24 “He personally bore our sins in His (own) body on the tree (as on an altar and offered Himself on it), that we might die (cease to exist) to sin and live to righteousness. By His wounds you have been healed.
25 For you were going astray like (so many) sheep, but now you have come back to the Shepherd and Guardian ( The Bishop) of your souls”.

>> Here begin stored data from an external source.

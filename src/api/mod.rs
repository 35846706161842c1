//! Entry points for embedding a leader: options and wiring.
mod options;
mod wiring;

pub use options::ReplicationOptions;
pub use options::ReplicationOptionsValidated;
pub use wiring::try_start_leader;
pub use wiring::LeaderConfig;
pub use wiring::LeaderCreationError;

He who carries something needs to be stronger than the weight of what He is carrying. When you carry something you get personal and intimate with it, hands are used, strength is exercised, feelings are involved and sometimes pain is experienced-nevertheless, you keep on carrying it till you reach your destination. Jesus carried a Cross, but the Cross was just a piece of wood used to punish criminals, if we were to be biblically correct - Jesus carried you, your issues, your mess, your shame, your sin, your guilt, your history and your weakness. There are two ways in which we can approach the Cross. We can approach the Cross from the past, by looking at its history, this approach makes us confront the thousand criminals who died on the Cross before Jesus – all of them crucified for breaking social law; or we can approach the Cross from the future, by looking to the future for the benefits of what Jesus did on the Cross in the past. This approach forces us to look beyond history, beyond Golgotha and into tomorrow, where the same Jesus who was crucified comes riding on the clouds and wearing a crown, not the one given to Him by the Roman soldiers but the one recognized in His kingdom. Outside of Jesus the cross reminds us of our weakness, but the Cross with Jesus on it - points us to the physician who remedies that weakness. The Cross is a symbol of death, but with Jesus it points us to the source of life.